In 2010, Oriental Press sued the companies behind five websites, including Wikipedia, for publishing allegedly defamatory statements. The complaints were mainly about the drug trafficking history of its founder, the Ma brothers, found on the Chinese Wikipedia. The Wikimedia Foundation, as a company registered in California, had ignored the court summon and was absent from the trial. The Oriental Press Group therefore received a favorable ruling on paper, including damage claim and an injunction order in August 2010. The articles remained on Chinese Wikipedia.

Multiple attempts to return Ma Sik-chun was made before his death, including one in 2014 where his lawyer claimed that it is his "dying wish" to return to Hong Kong, and that jumping bail was not an offence in Hong Kong until 1994.

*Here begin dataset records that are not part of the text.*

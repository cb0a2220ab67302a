//! One spreadsheet view: a source table, its filters and what is on screen.

use super::debounce::FilterDebounce;
use super::remap::{RemapOutcome, RowMetrics, TableUpdate, ViewState};
use crate::filter::{ColumnState, TableFilters};
use crate::model::{DataTable, RowLink, Table, TableRef};
use std::rc::Rc;
use std::time::{Duration, Instant};
use tracing::{debug, warn};

/// Reason shown when no snapshot table is attached.
pub const NO_SOURCE_REASON: &str = "No snapshot open";
/// Reason shown when the source has rows but the filters removed all of them.
pub const NO_MATCH_REASON: &str = "No rows match the current filters";
/// Reason shown when the source itself has no rows.
pub const EMPTY_TABLE_REASON: &str = "Table is empty";

/// A source table seen through a [`TableFilters`] pipeline.
///
/// Filter edits are applied by [`TableView::rebuild`], which keeps the
/// selection, scroll position and expanded group headers of the previous
/// display table wherever the rows still exist.
#[derive(Debug)]
pub struct TableView {
    source: Option<TableRef>,
    filters: TableFilters,
    display: TableRef,
    view: ViewState,
    metrics: RowMetrics,
    no_data_reason: Option<String>,
    debounce: FilterDebounce,
}

impl TableView {
    /// View over `source` with an empty pipeline, built immediately.
    pub fn new(source: TableRef, metrics: RowMetrics, debounce: Duration) -> Self {
        let filters = TableFilters::for_table(source.as_ref());
        let mut view = Self {
            display: source.clone(),
            view: ViewState::default(),
            source: Some(source),
            filters,
            metrics,
            no_data_reason: None,
            debounce: FilterDebounce::new(debounce),
        };
        view.rebuild();
        view
    }

    /// View with nothing attached.
    pub fn detached(metrics: RowMetrics, debounce: Duration) -> Self {
        let display: TableRef = Rc::new(DataTable::empty("", &[]));
        Self {
            view: ViewState::new(display.as_ref(), metrics),
            display,
            source: None,
            filters: TableFilters::new(Vec::new()),
            metrics,
            no_data_reason: Some(NO_SOURCE_REASON.to_string()),
            debounce: FilterDebounce::new(debounce),
        }
    }

    /// Attached source table.
    pub fn source(&self) -> Option<&TableRef> {
        self.source.as_ref()
    }

    /// Filter pipeline.
    pub fn filters(&self) -> &TableFilters {
        &self.filters
    }

    /// Filter pipeline for direct edits; call [`TableView::rebuild`] or
    /// [`TableView::request_rebuild`] afterwards.
    pub fn filters_mut(&mut self) -> &mut TableFilters {
        &mut self.filters
    }

    /// Table currently displayed.
    pub fn display(&self) -> &TableRef {
        &self.display
    }

    /// Selection and scroll state.
    pub fn view(&self) -> &ViewState {
        &self.view
    }

    /// Selection and scroll state, mutable.
    pub fn view_mut(&mut self) -> &mut ViewState {
        &mut self.view
    }

    /// Row height function.
    pub fn metrics(&self) -> RowMetrics {
        self.metrics
    }

    /// Why the display table has no rows, if it has none.
    pub fn no_data_reason(&self) -> Option<&str> {
        self.no_data_reason.as_deref()
    }

    /// Header affordances of the source's columns.
    pub fn column_states(&self) -> Vec<ColumnState> {
        match &self.source {
            Some(source) => self.filters.column_states(source.as_ref()),
            None => Vec::new(),
        }
    }

    /// Start replacing the display table with `new_table`.
    ///
    /// `None` when nothing is displayed or the tables read different base
    /// data; the caller then resets the view instead of remapping it.
    pub fn begin_update(&self, new_table: &TableRef) -> Option<TableUpdate> {
        if self.display.row_count() == 0 {
            return None;
        }
        TableUpdate::begin(&self.display, new_table)
    }

    /// Commit `new_table` as the display table, ending `update`.
    pub fn end_update(&mut self, update: Option<TableUpdate>, new_table: TableRef) {
        drop(update);
        self.display = new_table;
    }

    /// Apply an edit to the filters and schedule a rebuild if it changed
    /// anything.
    pub fn edit(&mut self, now: Instant, edit: impl FnOnce(&mut TableFilters) -> bool) -> bool {
        let changed = edit(&mut self.filters);
        if changed {
            self.debounce.request(now);
        }
        changed
    }

    /// Schedule a rebuild after the debounce interval.
    pub fn request_rebuild(&mut self, now: Instant) {
        self.debounce.request(now);
    }

    /// Whether a scheduled rebuild has not run yet.
    pub fn is_rebuild_pending(&self) -> bool {
        self.debounce.is_pending()
    }

    /// Run the scheduled rebuild if it is due at `now`.
    pub fn poll(&mut self, now: Instant) -> Option<RemapOutcome> {
        self.debounce.take_ready(now).then(|| self.rebuild())
    }

    /// Rebuild the display table from the source and remap the view onto it.
    pub fn rebuild(&mut self) -> RemapOutcome {
        self.debounce.cancel();
        let (new_table, reason) = self.build_display();
        self.restore_expanded(&new_table);

        let update = self.begin_update(&new_table);
        let outcome = self
            .view
            .rebuild(update.as_ref(), new_table.as_ref(), self.metrics);
        self.end_update(update, new_table);
        self.no_data_reason = reason;
        debug!(
            rows = self.display.row_count(),
            visible = self.view.visible_row_count(),
            remapped = outcome.remapped,
            "Display table rebuilt"
        );
        outcome
    }

    /// Attach a different source, keeping the filters when the new source
    /// has the same columns.
    pub fn replace_source(&mut self, source: Option<TableRef>) -> RemapOutcome {
        let keep_filters = match (&self.source, &source) {
            (Some(old), Some(new)) => old.columns() == new.columns(),
            _ => false,
        };
        if !keep_filters {
            self.filters = match &source {
                Some(table) => TableFilters::for_table(table.as_ref()),
                None => TableFilters::new(Vec::new()),
            };
        }
        self.source = source;
        self.rebuild()
    }

    /// Expand or collapse a cell of the display table.
    ///
    /// Returns `false` if the cell holds no expand control.
    pub fn expand_cell(&mut self, row: usize, col: usize, expand: bool) -> bool {
        match self.display.expand_cell(row, col, expand) {
            Some(range) => {
                self.view
                    .on_cell_expanded(self.display.as_ref(), range, self.metrics);
                true
            }
            None => false,
        }
    }

    /// Expand every header row.
    pub fn expand_all(&mut self) {
        for row in 0..self.display.row_count() {
            if let Some(col) = self.display.expand_column(row) {
                self.display.expand_cell(row, col, true);
            }
        }
        self.view.reset(self.display.as_ref(), self.metrics);
    }

    fn build_display(&self) -> (TableRef, Option<String>) {
        let Some(source) = &self.source else {
            let empty: TableRef = Rc::new(DataTable::empty("", &[]));
            return (empty, Some(NO_SOURCE_REASON.to_string()));
        };
        match self.filters.create_display_table(source) {
            Ok(table) if table.row_count() > 0 => (table, None),
            Ok(table) => {
                let reason = if source.row_count() == 0 {
                    EMPTY_TABLE_REASON
                } else {
                    NO_MATCH_REASON
                };
                (table, Some(reason.to_string()))
            }
            Err(err) => {
                warn!(table = source.name(), error = %err, "Filters could not be applied");
                let empty: TableRef = Rc::new(DataTable::empty(source.name(), source.columns()));
                (empty, Some(err.to_string()))
            }
        }
    }

    /// Expand the headers of `new_table` that were expanded on screen.
    fn restore_expanded(&self, new_table: &TableRef) {
        if !self.display.is_tree() || !new_table.is_tree() {
            return;
        }
        let expanded: Vec<RowLink> = (0..self.display.row_count())
            .filter(|&row| self.display.subtree_len(row) > 0 && self.display.is_expanded(row))
            .filter_map(|row| self.display.link_to(row))
            .collect();
        for link in &expanded {
            if let Some(row) = link.apply(new_table.as_ref()) {
                if let Some(col) = new_table.expand_column(row) {
                    new_table.expand_cell(row, col, true);
                }
            }
        }
    }
}

#[cfg(test)]
#[path = "table_view_tests.rs"]
mod tests;
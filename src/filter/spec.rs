//! Serializable form of a filter tree.
//!
//! The history subsystem stores filter trees as JSON and restores them in a
//! later session. Sorts are written once to a side table and referenced by
//! index, so a sort shared by several nodes is shared again after loading.

use super::{
    DefaultSortFilter, Filter, FilterId, GroupFilter, MatchFilter, MultiFilter, SharedSort,
    SortFilter,
};
use crate::model::{SortDirection, SortLevel, SpecError};
use serde::{Deserialize, Serialize};
use std::collections::HashMap;

/// One serialized filter node.
#[derive(Debug, Clone, PartialEq, Eq, Serialize, Deserialize)]
#[serde(tag = "kind", rename_all = "snake_case")]
pub enum FilterSpec {
    /// See [`MultiFilter`].
    Multi {
        /// Children in application order.
        filters: Vec<FilterSpec>,
    },
    /// See [`SortFilter`].
    Sort {
        /// Index into [`FilterTreeSpec::sorts`].
        sort: usize,
    },
    /// See [`DefaultSortFilter`].
    DefaultSort {
        /// Index of the user sort.
        #[serde(default)]
        sort_override: Option<usize>,
        /// Index of the schema fallback sort.
        #[serde(default)]
        sort_default: Option<usize>,
    },
    /// See [`GroupFilter`].
    Group {
        /// Grouping column.
        column: usize,
        /// Order of the groups.
        direction: SortDirection,
        /// Per-group sub-filter.
        #[serde(default)]
        sub: Option<Box<FilterSpec>>,
    },
    /// See [`MatchFilter`].
    Match {
        /// Matched column.
        column: usize,
        /// Search text.
        pattern: String,
        /// Full equality instead of containment.
        exact: bool,
        /// Focus hint.
        #[serde(default)]
        force_focus: bool,
    },
}

/// A whole filter tree of one view, as persisted.
#[derive(Debug, Clone, PartialEq, Eq, Serialize, Deserialize)]
pub struct FilterTreeSpec {
    /// Levels of every distinct sort instance.
    pub sorts: Vec<Vec<SortLevel>>,
    /// Children of the root multi filter.
    pub root: Vec<FilterSpec>,
    /// Index of the user sort.
    pub user_sort: usize,
    /// Index of the schema fallback sort.
    #[serde(default)]
    pub default_sort: Option<usize>,
}

impl FilterTreeSpec {
    /// Serialize to JSON.
    ///
    /// # Errors
    ///
    /// Returns [`SpecError::Json`] if serialization fails.
    pub fn to_json(&self) -> Result<String, SpecError> {
        Ok(serde_json::to_string(self)?)
    }

    /// Parse from JSON.
    ///
    /// # Errors
    ///
    /// Returns [`SpecError::Json`] on malformed input.
    pub fn from_json(json: &str) -> Result<Self, SpecError> {
        Ok(serde_json::from_str(json)?)
    }
}

/// Assigns indices to distinct sort instances while encoding.
#[derive(Debug, Default)]
pub(crate) struct SortTable {
    index: HashMap<FilterId, usize>,
    levels: Vec<Vec<SortLevel>>,
}

impl SortTable {
    pub(crate) fn index_of(&mut self, sort: &SharedSort) -> usize {
        let sort = sort.borrow();
        *self.index.entry(sort.id()).or_insert_with(|| {
            self.levels.push(sort.levels().to_vec());
            self.levels.len() - 1
        })
    }

    pub(crate) fn into_levels(self) -> Vec<Vec<SortLevel>> {
        self.levels
    }
}

/// Instantiate one sort per entry of `levels`.
pub(crate) fn instantiate_sorts(levels: &[Vec<SortLevel>]) -> Vec<SharedSort> {
    levels.iter().map(|l| SortFilter::shared(l.clone())).collect()
}

pub(crate) fn lookup_sort(sorts: &[SharedSort], index: usize) -> Result<SharedSort, SpecError> {
    sorts.get(index).cloned().ok_or(SpecError::UnknownSort(index))
}

impl FilterSpec {
    pub(crate) fn encode(filter: &Filter, sorts: &mut SortTable) -> Self {
        match filter {
            Filter::Multi(f) => FilterSpec::Multi {
                filters: f.filters().iter().map(|c| Self::encode(c, sorts)).collect(),
            },
            Filter::Sort(sort) => FilterSpec::Sort {
                sort: sorts.index_of(sort),
            },
            Filter::DefaultSort(f) => FilterSpec::DefaultSort {
                sort_override: f.sort_override().map(|s| sorts.index_of(s)),
                sort_default: f.sort_default().map(|s| sorts.index_of(s)),
            },
            Filter::Group(f) => FilterSpec::Group {
                column: f.column(),
                direction: f.direction(),
                sub: f.sub().map(|s| Box::new(Self::encode(s, sorts))),
            },
            Filter::Match(f) => FilterSpec::Match {
                column: f.column(),
                pattern: f.pattern().to_string(),
                exact: f.exact(),
                force_focus: f.force_focus(),
            },
        }
    }

    pub(crate) fn decode(&self, sorts: &[SharedSort]) -> Result<Filter, SpecError> {
        let filter = match self {
            FilterSpec::Multi { filters } => Filter::Multi(MultiFilter::new(
                filters
                    .iter()
                    .map(|f| f.decode(sorts))
                    .collect::<Result<_, _>>()?,
            )),
            FilterSpec::Sort { sort } => Filter::Sort(lookup_sort(sorts, *sort)?),
            FilterSpec::DefaultSort {
                sort_override,
                sort_default,
            } => Filter::DefaultSort(DefaultSortFilter::new(
                sort_override.map(|i| lookup_sort(sorts, i)).transpose()?,
                sort_default.map(|i| lookup_sort(sorts, i)).transpose()?,
            )),
            FilterSpec::Group {
                column,
                direction,
                sub,
            } => Filter::Group(GroupFilter::new(
                *column,
                *direction,
                sub.as_ref().map(|s| s.decode(sorts)).transpose()?,
            )),
            FilterSpec::Match {
                column,
                pattern,
                exact,
                force_focus,
            } => Filter::Match(
                MatchFilter::new(*column, pattern.clone(), *exact).with_force_focus(*force_focus),
            ),
        };
        Ok(filter)
    }
}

He died at the Taipei Veterans General Hospital in Taiwan at age 77.

==In popular culture==
- Lee Rock : 1991 film, Character Little Brother Ma, portrayed by Jamie Luk.
- Legend of the Brothers : 1991 film, Character Ho, portrayed by Ray Lui.
- The Prince of Temple Street : 1992 film, Character Little Ma, portrayed by Jamie Luk.